There are several different methods of achieving this all based on the same principle. You need to perform three searches:

one without line filter to figure out the total number of occurrences
one with filter before your current line to get the count of records that precede the current occurrence
one with filtering by range after your current line to find the current occurrence

This can be done with multi-search, filter + top_hit aggregation, and with filter + global aggregation.
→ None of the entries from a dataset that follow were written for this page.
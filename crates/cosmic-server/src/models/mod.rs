//! Database models
//!
//! Each struct is both the row a query returns and the JSON body sent to
//! clients, so the serialized field set is exactly what is listed here.

use serde::{Deserialize, Serialize};
use sqlx::FromRow;

/// Planet model
///
/// Every descriptive field is optional.
#[derive(Debug, Clone, PartialEq, Eq, Serialize, Deserialize, FromRow)]
pub struct Planet {
    pub id: i64,
    pub name: Option<String>,
    pub distance_from_earth: Option<String>,
    pub nearest_star: Option<String>,
    pub image: Option<String>,
}

/// Scientist model
///
/// `name` is unique across all scientists.
#[derive(Debug, Clone, PartialEq, Eq, Serialize, Deserialize, FromRow)]
pub struct Scientist {
    pub id: i64,
    pub name: String,
    pub field_of_study: String,
    pub avatar: Option<String>,
}

/// Mission model, joining one scientist to one planet
///
/// `(name, scientist_id, planet_id)` is unique.
#[derive(Debug, Clone, PartialEq, Eq, Serialize, Deserialize, FromRow)]
pub struct Mission {
    pub id: i64,
    pub name: String,
    pub scientist_id: i64,
    pub planet_id: i64,
}
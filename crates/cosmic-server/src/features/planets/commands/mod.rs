pub mod create;
pub mod delete;

pub use create::{CreatePlanetCommand, CreatePlanetError};
pub use delete::{DeletePlanetCommand, DeletePlanetError};
pub mod create;

pub use create::{CreateMissionCommand, CreateMissionError};
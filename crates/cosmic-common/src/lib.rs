//! Cosmic Crew Common Library
#![deny(clippy::unwrap_used, clippy::expect_used)]
//!
//! Shared plumbing for the Cosmic Crew workspace members:
//!
//! - **Logging**: `tracing` subscriber setup driven by `LOG_*` variables
//! - **Error Handling**: the common error and result types

pub mod error;
pub mod logging;

// Re-export commonly used types
pub use error::{CommonError, Result};
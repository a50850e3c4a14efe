//! Get scientist query

use serde::{Deserialize, Serialize};
use sqlx::SqlitePool;

use crate::models::Scientist;

#[derive(Debug, Clone, Serialize, Deserialize)]
pub struct GetScientistQuery {
    pub id: i64,
}

#[derive(Debug, thiserror::Error)]
pub enum GetScientistError {
    #[error("Scientist {0} not found")]
    NotFound(i64),
    #[error("Database error: {0}")]
    Database(#[from] sqlx::Error),
}

#[tracing::instrument(skip(pool))]
pub async fn handle(
    pool: SqlitePool,
    query: GetScientistQuery,
) -> Result<Scientist, GetScientistError> {
    sqlx::query_as::<_, Scientist>(
        "SELECT id, name, field_of_study, avatar FROM scientists WHERE id = ?1",
    )
    .bind(query.id)
    .fetch_optional(&pool)
    .await?
    .ok_or(GetScientistError::NotFound(query.id))
}
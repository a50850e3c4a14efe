use serde::{Deserialize, Serialize};
use sqlx::SqlitePool;

use crate::models::Mission;

#[derive(Debug, Clone, Default, Serialize, Deserialize)]
pub struct ListMissionsQuery;

#[derive(Debug, thiserror::Error)]
pub enum ListMissionsError {
    #[error("Database error: {0}")]
    Database(#[from] sqlx::Error),
}

#[tracing::instrument(skip(pool))]
pub async fn handle(
    pool: SqlitePool,
    _query: ListMissionsQuery,
) -> Result<Vec<Mission>, ListMissionsError> {
    let missions = sqlx::query_as::<_, Mission>(
        "SELECT id, name, scientist_id, planet_id FROM missions ORDER BY id",
    )
    .fetch_all(&pool)
    .await?;

    tracing::debug!(count = missions.len(), "Listed missions");

    Ok(missions)
}
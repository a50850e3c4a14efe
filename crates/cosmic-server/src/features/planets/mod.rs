//! Planets feature: the destinations missions fly to

pub mod commands;
pub mod queries;
pub mod routes;

pub use commands::{
    CreatePlanetCommand, CreatePlanetError, DeletePlanetCommand, DeletePlanetError,
};
pub use queries::{GetPlanetError, GetPlanetQuery, ListPlanetsError, ListPlanetsQuery};
pub use routes::planets_routes;
//! Database error handling utilities
//!
//! Classifies `sqlx` errors into the constraint violations the schema can
//! raise, so handlers can map them onto their own error types.
//!
//! ```rust,ignore
//! use cosmic_server::features::shared::error_helpers::map_unique_violation;
//!
//! sqlx::query(...)
//!     .execute(&pool)
//!     .await
//!     .map_err(|e| {
//!         map_unique_violation(
//!             e,
//!             CreateScientistError::DuplicateName,
//!             CreateScientistError::Database,
//!         )
//!     })?;
//! ```

use sqlx::Error as SqlxError;

/// Result of checking for a database constraint violation
#[derive(Debug)]
pub enum ConstraintViolation {
    /// A unique constraint was violated
    UniqueViolation,
    /// A foreign key constraint was violated
    ForeignKeyViolation,
    /// No constraint violation - some other error occurred
    Other(SqlxError),
}

/// Check the type of database constraint violation
pub fn check_constraint_violation(error: SqlxError) -> ConstraintViolation {
    if let SqlxError::Database(ref db_err) = error {
        if db_err.is_unique_violation() {
            return ConstraintViolation::UniqueViolation;
        }
        if db_err.is_foreign_key_violation() {
            return ConstraintViolation::ForeignKeyViolation;
        }
    }
    ConstraintViolation::Other(error)
}

/// Check if the error is a unique constraint violation
pub fn is_unique_violation(error: &SqlxError) -> bool {
    if let SqlxError::Database(db_err) = error {
        return db_err.is_unique_violation();
    }
    false
}

/// Check if the error is a foreign key violation
pub fn is_foreign_key_violation(error: &SqlxError) -> bool {
    if let SqlxError::Database(db_err) = error {
        return db_err.is_foreign_key_violation();
    }
    false
}

/// Map a unique violation to `unique_error`, anything else through `default_wrapper`
pub fn map_unique_violation<E, F>(error: SqlxError, unique_error: E, default_wrapper: F) -> E
where
    F: FnOnce(SqlxError) -> E,
{
    if is_unique_violation(&error) {
        unique_error
    } else {
        default_wrapper(error)
    }
}

/// Map unique and foreign key violations to their own errors
pub fn map_constraint_violation<E, F>(
    error: SqlxError,
    unique_error: E,
    fk_error: E,
    default_wrapper: F,
) -> E
where
    F: FnOnce(SqlxError) -> E,
{
    match check_constraint_violation(error) {
        ConstraintViolation::UniqueViolation => unique_error,
        ConstraintViolation::ForeignKeyViolation => fk_error,
        ConstraintViolation::Other(e) => default_wrapper(e),
    }
}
Here is an example of how to achieve that using filter + global aggregation:

DELETE test
PUT test
{
  "mappings": {
    "properties": {
      "line_no": {
        "type": "integer"
      },
      "line": {
        "type": "text"
      }
    }
  }
}

POST test/_bulk?refresh=true
{ "index": { "_id": "1" } }
{ "line_no": 54, "line": "content"}
{ "index": { "_id": "2" } }
{ "line_no": 55, "line": "content"}
{ "index": { "_id": "3" } }
{ "line_no": 56, "line": "content"}
{ "index": { "_id": "4" } }
{ "line_no": 57, "line": "content"}
{ "index": { "_id": "5" } }
{ "line_no": 58, "line": "foo"}
{ "index": { "_id": "6" } }
{ "line_no": 59, "line": "bar"}
{ "index": { "_id": "7" } }
{ "line_no": 60, "line": "baz"}
{ "index": { "_id": "8" } }
{ "line_no": 61, "line": "content"}
{ "index": { "_id": "9" } }
{ "line_no": 62, "line": "content"}
{ "index": { "_id": "10" } }
{ "line_no": 63, "line": "content"}



POST test/_search?filter_path=hits.hits,aggregations.all.all_occurrencess.doc_count,aggregations.all.all_occurrences.previous_occurrences.doc_count
{
  "size": 1,
  "query": {
    "bool": {
      "must": [
        {
          "range": {
            "line_no": {
              "gt": 59
            }
          }
        },
        {
          "match": {
            "line": "content"
          }
        }
      ]
    }
  },
  "sort": [
    {
      "line_no": {
        "order": "asc"
      }
    }
  ],
  "aggs": {
    "all": {
      "global": {},
      "aggs": {
        "all_occurrences": {
          "filter": {
            "match": {
              "line": "content"
            }
          },
          "aggs": {
            "previous_occurrences": {
              "filter": {
                "range": {
                  "line_no": {
                    "lte": 59
                  }
                }
              }
            }
          }
        }
      }
    }
  }
}

The result of this query will be :

{
  "hits": {
    "hits": [
      {
        "_index": "test",
        "_id": "8",
        "_score": 1.3829923,
        "_source": {
          "line_no": 61,
          "line": "content"
        },
        "sort": [
          61
        ]
      }
    ]
  },
  "aggregations": {
    "all": {
      "all_occurrences": {
        "previous_occurrences": {
          "doc_count": 4
        }
      }
    }
  }
}

In the result above hits.hits[0] will represent the next line matching your query after line 59. The aggregations.all.all_occurrences.doc_count will represent the number of line that contain "content" (it was 300 in your theoretical example, but I reduced it to 7 because for the example to be concise). And finally aggregations.all.all_occurrences.previous_occurrences.doc_count represents that number of occurrences that happened before your current line. To get the current occurrence number you will need to add 1 to it.